TASK DIRECTIONS
Which lines of the entries contain the string "EdgeRefiner"? Copy each of them.
*** INFORMATION SUPPLIED ***
pub mod agent;
pub mod cone;
pub mod config;
pub mod edge;
pub mod field_of_view;
pub mod geometry;
pub mod grid;
pub mod layer;
pub mod logging;
pub mod mesh;
pub mod polygon;
pub mod query;
pub mod ray;
pub mod scene;
pub mod targets;
pub mod timer;
pub mod world;

pub use agent::Boid;
pub use cone::ViewCone;
pub use config::{Config, ConfigError};
pub use edge::{EdgeRefiner, EdgeSample};
pub use field_of_view::{FieldOfView, LayerFilters, ViewSettings, ViewerState};
pub use geometry::{Bounds, Point, Pose};
pub use grid::TileGrid;
pub use layer::LayerMask;
pub use mesh::{MeshTriangulator, ViewMesh};
pub use polygon::{VisibilityPolygon, VisibilityPolygonBuilder};
pub use query::{BoundsProvider, EntityHandle, EntityHit, OcclusionProvider, QueryError, RayHit, SpatialProvider};
pub use ray::{RayProbe, ViewCastSample};
pub use scene::{Scene, SceneError};
pub use targets::TargetDetector;
pub use timer::RepeatingTimer;
pub use world::{Obstacle, Shape, World};
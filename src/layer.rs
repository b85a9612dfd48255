use serde::{Deserialize, Serialize};

/// Bit set of collision layers (up to 32), used to filter queries by category
#[derive(Debug, Clone, Copy, PartialEq, Eq, Hash, Default, Serialize, Deserialize)]
#[serde(transparent)]
pub struct LayerMask(pub u32);

impl LayerMask {
    pub const NONE: LayerMask = LayerMask(0);
    pub const ALL: LayerMask = LayerMask(u32::MAX);

    /// Mask containing a single layer. Layers past 31 yield an empty mask.
    pub fn layer(index: u32) -> Self {
        LayerMask(1u32.checked_shl(index).unwrap_or(0))
    }

    /// True when the two masks share at least one layer
    pub fn intersects(self, other: LayerMask) -> bool {
        self.0 & other.0 != 0
    }

    pub fn union(self, other: LayerMask) -> Self {
        LayerMask(self.0 | other.0)
    }

    pub fn is_empty(self) -> bool {
        self.0 == 0
    }
}
use crate::field_of_view::{LayerFilters, ViewSettings};
use crate::layer::LayerMask;
use serde::Deserialize;
use std::fs;
use std::path::Path;
use thiserror::Error;
use tracing::{info, warn};

#[derive(Debug, Error)]
pub enum ConfigError {
    #[error("failed to read {path}: {source}")]
    Io {
        path: String,
        #[source]
        source: std::io::Error,
    },
    #[error("failed to parse {path}: {source}")]
    Parse {
        path: String,
        #[source]
        source: toml::de::Error,
    },
}

#[derive(Debug, Default, Deserialize)]
pub struct Config {
    #[serde(default)]
    pub view: ViewSettings,
    #[serde(default)]
    pub layers: LayersConfig,
    #[serde(default)]
    pub boids: BoidsConfig,
    #[serde(default)]
    pub visual: VisualConfig,
    #[serde(default)]
    pub logging: LoggingConfig,
    #[serde(default)]
    pub scene: SceneConfig,
}

/// Layer indices (0..32) for obstacles and boids
#[derive(Debug, Deserialize)]
pub struct LayersConfig {
    #[serde(default = "default_obstacle_layer")]
    pub obstacle: u32,
    #[serde(default = "default_target_layer")]
    pub target: u32,
}

#[derive(Debug, Deserialize)]
pub struct BoidsConfig {
    #[serde(default = "default_move_speed")]
    pub move_speed: f32,
}

#[derive(Debug, Deserialize)]
pub struct VisualConfig {
    #[serde(default = "default_window_title")]
    pub window_title: String,
    #[serde(default = "default_pixels_per_unit")]
    pub pixels_per_unit: f32,
    #[serde(default = "default_background")]
    pub background: [u8; 3],
    #[serde(default = "default_mesh_color")]
    pub mesh_color: [u8; 4],
}

#[derive(Debug, Deserialize)]
pub struct LoggingConfig {
    /// `tracing_subscriber::EnvFilter` directive; RUST_LOG wins when set
    #[serde(default = "default_log_filter")]
    pub filter: String,
}

#[derive(Debug, Deserialize)]
pub struct SceneConfig {
    #[serde(default = "default_scene_path")]
    pub path: String,
}

// Default values
fn default_obstacle_layer() -> u32 { 0 }
fn default_target_layer() -> u32 { 1 }
fn default_move_speed() -> f32 { 2.0 }
fn default_window_title() -> String { "boidsight - field of view demo".to_string() }
fn default_pixels_per_unit() -> f32 { 20.0 }
fn default_background() -> [u8; 3] { [30, 30, 30] }
fn default_mesh_color() -> [u8; 4] { [255, 230, 120, 70] }
fn default_log_filter() -> String { "info".to_string() }
fn default_scene_path() -> String { "scenes/arena.json".to_string() }

impl Default for LayersConfig {
    fn default() -> Self {
        Self {
            obstacle: default_obstacle_layer(),
            target: default_target_layer(),
        }
    }
}

impl Default for BoidsConfig {
    fn default() -> Self {
        Self {
            move_speed: default_move_speed(),
        }
    }
}

impl Default for VisualConfig {
    fn default() -> Self {
        Self {
            window_title: default_window_title(),
            pixels_per_unit: default_pixels_per_unit(),
            background: default_background(),
            mesh_color: default_mesh_color(),
        }
    }
}

impl Default for LoggingConfig {
    fn default() -> Self {
        Self {
            filter: default_log_filter(),
        }
    }
}

impl Default for SceneConfig {
    fn default() -> Self {
        Self {
            path: default_scene_path(),
        }
    }
}

impl LayersConfig {
    /// Masks for the configured layers. Indices past 31 give an empty mask.
    pub fn filters(&self) -> LayerFilters {
        LayerFilters {
            obstacles: LayerMask::layer(self.obstacle),
            targets: LayerMask::layer(self.target),
        }
    }
}

impl Config {
    pub fn parse(contents: &str, path: &str) -> Result<Self, ConfigError> {
        toml::from_str(contents).map_err(|source| ConfigError::Parse {
            path: path.to_string(),
            source,
        })
    }

    pub fn from_file(path: impl AsRef<Path>) -> Result<Self, ConfigError> {
        let path = path.as_ref();
        let contents = fs::read_to_string(path).map_err(|source| ConfigError::Io {
            path: path.display().to_string(),
            source,
        })?;
        Self::parse(&contents, &path.display().to_string())
    }

    /// Load configuration from file, or use defaults if it is missing or broken
    pub fn load_or_default(path: impl AsRef<Path>) -> Self {
        let path = path.as_ref();
        if !path.exists() {
            info!(path = %path.display(), "no config file found, using default configuration");
            return Config::default();
        }
        match Self::from_file(path) {
            Ok(config) => {
                info!(path = %path.display(), "loaded configuration");
                config
            }
            Err(e) => {
                warn!(error = %e, "using default configuration");
                Config::default()
            }
        }
    }
}
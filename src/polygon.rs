use crate::cone::ViewCone;
use crate::edge::EdgeRefiner;
use crate::geometry::Point;
use crate::query::OcclusionProvider;
use crate::ray::{RayProbe, ViewCastSample};

/// Visible region as a fan around the viewer.
///
/// `anchor` is vertex 0 (the viewer position) and closes the polygon;
/// `points` are the boundary points in increasing angle order.
#[derive(Debug, Clone, PartialEq)]
pub struct VisibilityPolygon {
    pub anchor: Point,
    pub points: Vec<Point>,
    /// Rays cast along the cone (excludes refinement rays)
    pub sample_count: usize,
    /// Discontinuities that triggered refinement
    pub edge_count: usize,
}

impl VisibilityPolygon {
    /// Vertex count including the anchor
    pub fn vertex_count(&self) -> usize {
        self.points.len() + 1
    }

    /// Anchor followed by the boundary points
    pub fn vertices(&self) -> impl Iterator<Item = Point> + '_ {
        std::iter::once(self.anchor).chain(self.points.iter().copied())
    }
}

/// Walks the cone samples and stitches refined edge points between them
pub struct VisibilityPolygonBuilder<'p, 'a, O: OcclusionProvider + ?Sized> {
    probe: &'p RayProbe<'a, O>,
    refiner: EdgeRefiner,
}

impl<'p, 'a, O: OcclusionProvider + ?Sized> VisibilityPolygonBuilder<'p, 'a, O> {
    pub fn new(probe: &'p RayProbe<'a, O>, refiner: EdgeRefiner) -> Self {
        VisibilityPolygonBuilder { probe, refiner }
    }

    pub fn build(&self, cone: &ViewCone) -> VisibilityPolygon {
        let mut points = Vec::with_capacity(cone.step_count + 8);
        let mut edge_count = 0;
        let mut last: Option<ViewCastSample> = None;

        for angle in cone.angles() {
            let cast = self.probe.cast(angle);

            if let Some(prev) = &last {
                if self.refiner.is_discontinuity(prev, &cast) {
                    edge_count += 1;
                    let edge = self.refiner.refine(self.probe, prev, &cast);
                    points.extend(edge.points());
                }
            }

            points.push(cast.point);
            last = Some(cast);
        }

        VisibilityPolygon {
            anchor: self.probe.origin(),
            points,
            sample_count: cone.step_count,
            edge_count,
        }
    }
}

#[cfg(test)]
mod tests {
    use super::*;
    use crate::layer::LayerMask;
    use crate::world::{Obstacle, World};

    #[test]
    fn test_open_space_has_one_point_per_sample() {
        let world = World::new();
        let probe = RayProbe::new(Point::zero(), 10.0, LayerMask::ALL, &world);
        let cone = ViewCone::new(0.0, 90.0, 1.0);
        let polygon = VisibilityPolygonBuilder::new(&probe, EdgeRefiner::new(0.5, 4)).build(&cone);
        assert_eq!(polygon.points.len(), 90);
        assert_eq!(polygon.vertex_count(), 91);
        assert_eq!(polygon.edge_count, 0);
        assert_eq!(polygon.vertices().next(), Some(Point::zero()));
    }

    #[test]
    fn test_each_edge_adds_at_most_two_points() {
        // a short wall straight ahead gives two silhouettes
        let mut world = World::new();
        world.add_obstacle(Obstacle::segment(
            Point::new(-1.0, 5.0),
            Point::new(1.0, 5.0),
            LayerMask::layer(0),
        ));
        let probe = RayProbe::new(Point::zero(), 10.0, LayerMask::layer(0), &world);
        let cone = ViewCone::new(0.0, 90.0, 1.0);
        let polygon = VisibilityPolygonBuilder::new(&probe, EdgeRefiner::new(0.5, 6)).build(&cone);

        assert_eq!(polygon.edge_count, 2);
        assert!(polygon.points.len() > 90);
        assert!(polygon.points.len() <= 90 + 2 * polygon.edge_count);
    }

    #[test]
    fn test_points_stay_in_angle_order() {
        let mut world = World::new();
        world.add_obstacle(Obstacle::circle(Point::new(2.0, 6.0), 1.5, LayerMask::layer(0)));
        let probe = RayProbe::new(Point::zero(), 10.0, LayerMask::layer(0), &world);
        let cone = ViewCone::new(0.0, 120.0, 0.5);
        let polygon = VisibilityPolygonBuilder::new(&probe, EdgeRefiner::new(0.5, 5)).build(&cone);

        let angles: Vec<f32> = polygon
            .points
            .iter()
            .map(|p| crate::geometry::angle_of(*p).unwrap())
            .collect();
        for pair in angles.windows(2) {
            assert!(pair[0] <= pair[1] + 1e-3, "{:?}", pair);
        }
    }
}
***
RESPONSE
pub use edge::{EdgeRefiner, EdgeSample};
use crate::edge::EdgeRefiner;
    refiner: EdgeRefiner,
    pub fn new(probe: &'p RayProbe<'a, O>, refiner: EdgeRefiner) -> Self {
        let polygon = VisibilityPolygonBuilder::new(&probe, EdgeRefiner::new(0.5, 4)).build(&cone);
        let polygon = VisibilityPolygonBuilder::new(&probe, EdgeRefiner::new(0.5, 6)).build(&cone);
        let polygon = VisibilityPolygonBuilder::new(&probe, EdgeRefiner::new(0.5, 5)).build(&cone);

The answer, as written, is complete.